The recent debate in Sacramento over California’s overhaul of the health education framework could end up creating some turmoil in Manteca.
A group calling itself the Informed Parents of California has been circulating fliers in the community detailing some of what they are claiming will be contained as part of the new Comprehensive Sexuality Education program – which they feel takes the decision to discuss more personal matters out of the hands of parents.
According to multiple sources, some of the pamphlets have actually been distributed by Manteca Unified School District teachers themselves to parents in the community.
And on Wednesday, a flier attributed to the group began circulating on local Facebook pages calling for parents to keep their kids home on May 17 to send a message to elected officials and education leaders about their distaste for the proposed changes.
Referring to the new curriculum as “SeXXX Ed,” the flier – which generated dozens of comments of support from parents with children at Manteca schools – claims that state school officials are using children for “their sociopolitical agenda” and that the parents “will stop at nothing to protect” their children.
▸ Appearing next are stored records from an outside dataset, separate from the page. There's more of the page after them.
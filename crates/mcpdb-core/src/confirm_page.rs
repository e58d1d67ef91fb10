//! Google Drive confirmation interstitial.
//!
//! Files Drive cannot virus-scan (large ones) are served behind an HTML page
//! with a "Download anyway" link or form. This module digs the real download
//! URL out of that page, or the reason Drive refused to serve the file.

use crate::error::FetchError;
use regex::Regex;
use url::Url;

/// Upper bound on how much of an HTML response is inspected.
pub const MAX_PAGE_BYTES: u64 = 2 * 1024 * 1024;

/// Extracts the URL that serves the file from a Drive confirmation page.
///
/// Tries, in order: a `/uc?export=download` link, the `download-form` with
/// its hidden inputs, and an embedded JSON `downloadUrl`. `page_url` is the
/// URL that served the page; relative links resolve against it.
pub fn confirmation_url(html: &str, page_url: &str) -> Result<String, FetchError> {
    if let Some(url) = uc_link(html, page_url) {
        return Ok(url);
    }
    if let Some(url) = download_form(html, page_url) {
        return Ok(url);
    }
    if let Some(url) = json_download_url(html) {
        return Ok(url);
    }
    match error_caption(html) {
        Some(reason) => Err(FetchError::DriveRefused(reason)),
        None => Err(FetchError::NotShared),
    }
}

fn uc_link(html: &str, page_url: &str) -> Option<String> {
    let re = Regex::new(r#"href="(/uc\?export=download[^"]+)""#).ok()?;
    let href = unescape_html(re.captures(html)?.get(1)?.as_str());
    let url = Url::parse(page_url).ok()?.join(&href).ok()?;
    Some(url.into())
}

fn download_form(html: &str, page_url: &str) -> Option<String> {
    let form_re =
        Regex::new(r#"(?s)<form\b([^>]*\bid="download-form"[^>]*)>(.*?)</form>"#).ok()?;
    let caps = form_re.captures(html)?;
    let attrs = caps.get(1)?.as_str();
    let body = caps.get(2)?.as_str();

    let action = attr(attrs, "action")?;
    let mut url = Url::parse(page_url).ok()?.join(&action).ok()?;

    let input_re = Regex::new(r#"<input\b[^>]*>"#).ok()?;
    let hidden: Vec<(String, String)> = input_re
        .find_iter(body)
        .map(|m| m.as_str())
        .filter(|tag| attr(tag, "type").as_deref() == Some("hidden"))
        .filter_map(|tag| Some((attr(tag, "name")?, attr(tag, "value").unwrap_or_default())))
        .collect();

    if !hidden.is_empty() {
        let mut pairs = url.query_pairs_mut();
        for (name, value) in &hidden {
            pairs.append_pair(name, value);
        }
    }
    Some(url.into())
}

fn json_download_url(html: &str) -> Option<String> {
    let re = Regex::new(r#""downloadUrl":"([^"]+)""#).ok()?;
    let raw = re.captures(html)?.get(1)?.as_str();
    Some(raw.replace("\\u003d", "=").replace("\\u0026", "&"))
}

fn error_caption(html: &str) -> Option<String> {
    let re = Regex::new(r#"(?s)<p class="uc-error-subcaption">(.*?)</p>"#).ok()?;
    let text = unescape_html(re.captures(html)?.get(1)?.as_str().trim());
    (!text.is_empty()).then_some(text)
}

/// Value of `name="..."` inside a tag's attribute text (HTML-unescaped).
fn attr(tag: &str, name: &str) -> Option<String> {
    let re = Regex::new(&format!(r#"\b{}="([^"]*)""#, regex::escape(name))).ok()?;
    Some(unescape_html(re.captures(tag)?.get(1)?.as_str()))
}

fn unescape_html(s: &str) -> String {
    s.replace("&quot;", "\"")
        .replace("&#39;", "'")
        .replace("&lt;", "<")
        .replace("&gt;", ">")
        .replace("&amp;", "&")
}
//! Shareable-link resolution.
//!
//! Turns the link a user copies out of a cloud drive ("Anyone with the link")
//! into a URL that serves the file bytes. Google Drive links are recognized
//! in their common shapes; every other http(s) URL is used as-is.

use crate::error::FetchError;
use url::Url;

/// Template value the link argument is rejected for.
pub const PLACEHOLDER_URL: &str = "YOUR_GOOGLE_DRIVE_SHAREABLE_LINK_HERE";

const DRIVE_HOSTS: &[&str] = &[
    "drive.google.com",
    "docs.google.com",
    "drive.usercontent.google.com",
];

const DRIVE_DOWNLOAD_ENDPOINT: &str = "https://drive.google.com/uc";

/// Direct URL plus what the downloader needs to know about where it came from.
#[derive(Debug, Clone, PartialEq, Eq)]
pub struct ResolvedLink {
    pub url: String,
    /// Set for Google Drive files; enables the confirmation-page hop.
    pub drive_id: Option<String>,
}

impl ResolvedLink {
    /// A plain URL downloaded without any Drive handling.
    pub fn direct(url: impl Into<String>) -> Self {
        Self {
            url: url.into(),
            drive_id: None,
        }
    }

    pub fn is_drive(&self) -> bool {
        self.drive_id.is_some()
    }
}

/// Resolves a shareable link into a direct download URL.
///
/// # Examples
///
/// - `https://drive.google.com/file/d/ABC/view?usp=sharing` → `https://drive.google.com/uc?export=download&id=ABC`
/// - `https://example.com/data.db` → unchanged
pub fn resolve(input: &str) -> Result<ResolvedLink, FetchError> {
    let input = input.trim();
    if input.is_empty() || input == PLACEHOLDER_URL {
        return Err(FetchError::PlaceholderUrl);
    }

    let parsed = Url::parse(input).map_err(|_| FetchError::UnsupportedUrl(input.to_string()))?;
    if !matches!(parsed.scheme(), "http" | "https") {
        return Err(FetchError::UnsupportedUrl(input.to_string()));
    }

    if !is_drive_host(parsed.host_str()) {
        return Ok(ResolvedLink::direct(input));
    }

    let id = drive_file_id(&parsed).ok_or_else(|| FetchError::MissingDriveId(input.to_string()))?;
    Ok(ResolvedLink {
        url: drive_download_url(&id),
        drive_id: Some(id),
    })
}

/// Direct-download endpoint for a Drive file id.
pub fn drive_download_url(id: &str) -> String {
    format!("{}?export=download&id={}", DRIVE_DOWNLOAD_ENDPOINT, id)
}

fn is_drive_host(host: Option<&str>) -> bool {
    host.map(|h| DRIVE_HOSTS.iter().any(|d| h.eq_ignore_ascii_case(d)))
        .unwrap_or(false)
}

/// File id from `?id=` or from the segment after `/d/`.
fn drive_file_id(url: &Url) -> Option<String> {
    if let Some((_, id)) = url.query_pairs().find(|(k, _)| k == "id") {
        if is_valid_id(&id) {
            return Some(id.into_owned());
        }
    }

    let segments: Vec<&str> = url.path_segments()?.collect();
    segments
        .windows(2)
        .find(|w| w[0] == "d" && is_valid_id(w[1]))
        .map(|w| w[1].to_string())
}

fn is_valid_id(id: &str) -> bool {
    !id.is_empty()
        && id
            .chars()
            .all(|c| c.is_ascii_alphanumeric() || c == '-' || c == '_')
}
While California’s current health standards were adopted in 2008, the State Board of Education has been discussing – and approved, with some minor modifications – a guiding document that provides a framework for how best to deliver those standards to students. The updates that were before the board represented years of input by educators across the state over the course of the last decade.
Currently, Manteca Unified students are exposed to comprehensive sexual education twice during their K-12 years – once during middle school, and again during high school as part of a health curriculum. In both instances, parents have the ability to screen educational materials beforehand, and can opt students out of the instruction if they so choose.
The state updated its rules for how districts can instruct students about sexuality in 2016 with the passing of AB 329 and requires that all instruction be age appropriate and medically accurate and objective. That law, which approved by the California legislature, impacted only the sex-education portion of the curriculum as opposed to what was discussed and approved this week in Sacramento – a wide-reaching health framework, only a small part of which is sex education.
Part of the concern from parents about that law stems from the inclusion of a section that requires that pupils be taught about “gender, gender expression, gender identity” and also “explore the harmful effects of gender stereotypes.” The revamped language has garnered widespread praise from LGBTQ advocates who feel that those students have long been underrepresented if not outright excluded in sexual education materials, but garnered sharp criticism from parents groups like Informed Parents of California and other faith-based organizations that have dubbed the state’s attempt at being more inclusive as an attempt at indoctrination.